→ **What the task requires**
Output all entries verbatim.

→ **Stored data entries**
• • • • • • •

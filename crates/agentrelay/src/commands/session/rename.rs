use std::io::Write;

use agentrelay_core::AppContext;
use async_trait::async_trait;
use eyre::{Result, eyre};

use super::super::Command;
use super::resolve_session;

pub struct RenameSessionCommand {
    pub session_id: String,
    pub title: String,
    pub ctx: AppContext,
}

#[async_trait]
impl Command for RenameSessionCommand {
    async fn execute(&self) -> Result<()> {
        let session = resolve_session(self.ctx.store(), &self.session_id).await?;

        let renamed = self
            .ctx
            .store()
            .rename_session(&session.id, self.title.clone())
            .await
            .map_err(|e| eyre!("Failed to rename session: {}", e))?;
        if !renamed {
            return Err(eyre!("Session {} disappeared before it could be renamed", session.id));
        }

        let mut stdout = std::io::stdout();
        writeln!(stdout, "Renamed session {} to '{}'", session.id, self.title)?;
        Ok(())
    }
}
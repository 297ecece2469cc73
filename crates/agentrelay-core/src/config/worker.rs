use std::ffi::OsString;
use std::path::{Path, PathBuf};

use super::{AppConfig, RuntimeOptions};

pub const WORKER_ENV_VAR: &str = "AGENTRELAY_WORKER";
pub const DEFAULT_WORKER_PROGRAM: &str = "python";

/// The program and leading arguments used to launch the worker.
///
/// `program` may be a bare name; the supervisor resolves it on `PATH` when
/// starting so a missing executable is reported before anything is spawned.
#[derive(Debug, Clone, PartialEq, Eq)]
pub struct WorkerCommand {
    pub program: PathBuf,
    pub entrypoint: Option<PathBuf>,
}

impl WorkerCommand {
    pub fn new(program: impl Into<PathBuf>) -> Self {
        Self {
            program: program.into(),
            entrypoint: None,
        }
    }

    #[must_use]
    pub fn with_entrypoint(mut self, entrypoint: impl Into<PathBuf>) -> Self {
        self.entrypoint = Some(entrypoint.into());
        self
    }

    /// Explicit path, then `AGENTRELAY_WORKER`, then `python`.
    pub fn from_config(config: &AppConfig) -> Self {
        Self::select(
            &config.runtime,
            config.worker.entrypoint.as_deref(),
            std::env::var_os(WORKER_ENV_VAR),
        )
    }

    fn select(
        options: &RuntimeOptions,
        entrypoint: Option<&Path>,
        env_program: Option<OsString>,
    ) -> Self {
        let program = options
            .worker_executable_path
            .clone()
            .or_else(|| env_program.filter(|p| !p.is_empty()).map(PathBuf::from))
            .unwrap_or_else(|| PathBuf::from(DEFAULT_WORKER_PROGRAM));

        Self {
            program,
            entrypoint: entrypoint.map(Path::to_path_buf),
        }
    }

    /// Full argument vector: entrypoint first, then the worker flags.
    pub fn args(&self, options: &RuntimeOptions) -> Vec<OsString> {
        let mut args = Vec::new();
        if let Some(entrypoint) = &self.entrypoint {
            args.push(entrypoint.clone().into_os_string());
        }
        args.extend(options.worker_args().into_iter().map(OsString::from));
        args
    }
}
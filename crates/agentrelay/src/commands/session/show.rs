use std::io::Write;

use agentrelay_core::AppContext;
use async_trait::async_trait;
use eyre::Result;

use super::super::{Command, format_timestamp};
use super::resolve_session;

pub struct ShowSessionCommand {
    pub session_id: String,
    pub ctx: AppContext,
}

#[async_trait]
impl Command for ShowSessionCommand {
    async fn execute(&self) -> Result<()> {
        let session = resolve_session(self.ctx.store(), &self.session_id).await?;
        let active = self.ctx.store().active_session_id().await.as_ref() == Some(&session.id);

        let mut stdout = std::io::stdout();
        writeln!(stdout, "Session: {}", session.id)?;
        writeln!(stdout, "Title: {}", session.title)?;
        writeln!(stdout, "Active: {}", if active { "yes" } else { "no" })?;
        writeln!(stdout, "Created: {}", format_timestamp(session.created_at))?;
        writeln!(stdout, "Updated: {}", format_timestamp(session.updated_at))?;
        writeln!(stdout, "Messages: {}", session.messages.len())?;

        for message in &session.messages {
            writeln!(stdout)?;
            let mut header = format!("[{}] {}", message.role, format_timestamp(message.created_at));
            if message.is_streaming {
                header.push_str(" (streaming)");
            }
            writeln!(stdout, "{header}")?;
            if !message.content.is_empty() {
                writeln!(stdout, "{}", message.content)?;
            }
            if let Some(error) = &message.error {
                writeln!(stdout, "error: {error}")?;
            }
        }

        Ok(())
    }
}
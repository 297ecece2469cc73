use std::future::Future;
use std::time::Duration;

use agentrelay_core::AppContext;
use agentrelay_core::api::BackendClient;
use async_trait::async_trait;
use chrono::{Local, TimeZone};
use eyre::{Result, eyre};

pub mod send;
pub mod serve;
pub mod session;
pub mod settings;
pub mod status;

#[async_trait]
pub trait Command {
    async fn execute(&self) -> Result<()>;
}

/// Launch the worker, hand its client to `f`, then shut everything down
/// whether or not `f` succeeded.
pub(crate) async fn with_worker<F, Fut, T>(ctx: &AppContext, timeout: Duration, f: F) -> Result<T>
where
    F: FnOnce(BackendClient) -> Fut + Send,
    Fut: Future<Output = Result<T>> + Send,
    T: Send,
{
    let result = match ctx.start_and_wait(timeout).await {
        Ok(backend) => f(backend).await,
        Err(e) => Err(eyre!("Worker did not become ready: {}", e)),
    };

    ctx.shutdown()
        .await
        .map_err(|e| eyre!("Failed to shut down cleanly: {}", e))?;
    result
}

/// Millisecond timestamp rendered in local time.
pub(crate) fn format_timestamp(millis: i64) -> String {
    Local
        .timestamp_millis_opt(millis)
        .single()
        .map_or_else(
            || "N/A".to_string(),
            |t| t.format("%Y-%m-%d %H:%M:%S").to_string(),
        )
}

• • • • • • •

→ **Output of the exercise**
filename crates/agentrelay/src/commands/session/rename.rs
use std::io::Write;

use agentrelay_core::AppContext;
use async_trait::async_trait;
use eyre::{Result, eyre};

use super::super::Command;
use super::resolve_session;

pub struct RenameSessionCommand {
    pub session_id: String,
    pub title: String,
    pub ctx: AppContext,
}

#[async_trait]
impl Command for RenameSessionCommand {
    async fn execute(&self) -> Result<()> {
        let session = resolve_session(self.ctx.store(), &self.session_id).await?;

        let renamed = self
            .ctx
            .store()
            .rename_session(&session.id, self.title.clone())
            .await
            .map_err(|e| eyre!("Failed to rename session: {}", e))?;
        if !renamed {
            return Err(eyre!("Session {} disappeared before it could be renamed", session.id));
        }

        let mut stdout = std::io::stdout();
        writeln!(stdout, "Renamed session {} to '{}'", session.id, self.title)?;
        Ok(())
    }
}
repository 297ecece2469cc73
filename crates/agentrelay-core/src/config/worker.rs
use std::ffi::OsString;
use std::path::{Path, PathBuf};

use super::{AppConfig, RuntimeOptions};

pub const WORKER_ENV_VAR: &str = "AGENTRELAY_WORKER";
pub const DEFAULT_WORKER_PROGRAM: &str = "python";

/// The program and leading arguments used to launch the worker.
///
/// `program` may be a bare name; the supervisor resolves it on `PATH` when
/// starting so a missing executable is reported before anything is spawned.
#[derive(Debug, Clone, PartialEq, Eq)]
pub struct WorkerCommand {
    pub program: PathBuf,
    pub entrypoint: Option<PathBuf>,
}

impl WorkerCommand {
    pub fn new(program: impl Into<PathBuf>) -> Self {
        Self {
            program: program.into(),
            entrypoint: None,
        }
    }

    #[must_use]
    pub fn with_entrypoint(mut self, entrypoint: impl Into<PathBuf>) -> Self {
        self.entrypoint = Some(entrypoint.into());
        self
    }

    /// Explicit path, then `AGENTRELAY_WORKER`, then `python`.
    pub fn from_config(config: &AppConfig) -> Self {
        Self::select(
            &config.runtime,
            config.worker.entrypoint.as_deref(),
            std::env::var_os(WORKER_ENV_VAR),
        )
    }

    fn select(
        options: &RuntimeOptions,
        entrypoint: Option<&Path>,
        env_program: Option<OsString>,
    ) -> Self {
        let program = options
            .worker_executable_path
            .clone()
            .or_else(|| env_program.filter(|p| !p.is_empty()).map(PathBuf::from))
            .unwrap_or_else(|| PathBuf::from(DEFAULT_WORKER_PROGRAM));

        Self {
            program,
            entrypoint: entrypoint.map(Path::to_path_buf),
        }
    }

    /// Full argument vector: entrypoint first, then the worker flags.
    pub fn args(&self, options: &RuntimeOptions) -> Vec<OsString> {
        let mut args = Vec::new();
        if let Some(entrypoint) = &self.entrypoint {
            args.push(entrypoint.clone().into_os_string());
        }
        args.extend(options.worker_args().into_iter().map(OsString::from));
        args
    }
}
filename crates/agentrelay/src/commands/session/show.rs
use std::io::Write;

use agentrelay_core::AppContext;
use async_trait::async_trait;
use eyre::Result;

use super::super::{Command, format_timestamp};
use super::resolve_session;

pub struct ShowSessionCommand {
    pub session_id: String,
    pub ctx: AppContext,
}

#[async_trait]
impl Command for ShowSessionCommand {
    async fn execute(&self) -> Result<()> {
        let session = resolve_session(self.ctx.store(), &self.session_id).await?;
        let active = self.ctx.store().active_session_id().await.as_ref() == Some(&session.id);

        let mut stdout = std::io::stdout();
        writeln!(stdout, "Session: {}", session.id)?;
        writeln!(stdout, "Title: {}", session.title)?;
        writeln!(stdout, "Active: {}", if active { "yes" } else { "no" })?;
        writeln!(stdout, "Created: {}", format_timestamp(session.created_at))?;
        writeln!(stdout, "Updated: {}", format_timestamp(session.updated_at))?;
        writeln!(stdout, "Messages: {}", session.messages.len())?;

        for message in &session.messages {
            writeln!(stdout)?;
            let mut header = format!("[{}] {}", message.role, format_timestamp(message.created_at));
            if message.is_streaming {
                header.push_str(" (streaming)");
            }
            writeln!(stdout, "{header}")?;
            if !message.content.is_empty() {
                writeln!(stdout, "{}", message.content)?;
            }
            if let Some(error) = &message.error {
                writeln!(stdout, "error: {error}")?;
            }
        }

        Ok(())
    }
}
repository 297ecece2469cc73
use std::future::Future;
use std::time::Duration;

use agentrelay_core::AppContext;
use agentrelay_core::api::BackendClient;
use async_trait::async_trait;
use chrono::{Local, TimeZone};
use eyre::{Result, eyre};

pub mod send;
pub mod serve;
pub mod session;
pub mod settings;
pub mod status;

#[async_trait]
pub trait Command {
    async fn execute(&self) -> Result<()>;
}

/// Launch the worker, hand its client to `f`, then shut everything down
/// whether or not `f` succeeded.
pub(crate) async fn with_worker<F, Fut, T>(ctx: &AppContext, timeout: Duration, f: F) -> Result<T>
where
    F: FnOnce(BackendClient) -> Fut + Send,
    Fut: Future<Output = Result<T>> + Send,
    T: Send,
{
    let result = match ctx.start_and_wait(timeout).await {
        Ok(backend) => f(backend).await,
        Err(e) => Err(eyre!("Worker did not become ready: {}", e)),
    };

    ctx.shutdown()
        .await
        .map_err(|e| eyre!("Failed to shut down cleanly: {}", e))?;
    result
}

/// Millisecond timestamp rendered in local time.
pub(crate) fn format_timestamp(millis: i64) -> String {
    Local
        .timestamp_millis_opt(millis)
        .single()
        .map_or_else(
            || "N/A".to_string(),
            |t| t.format("%Y-%m-%d %H:%M:%S").to_string(),
        )
}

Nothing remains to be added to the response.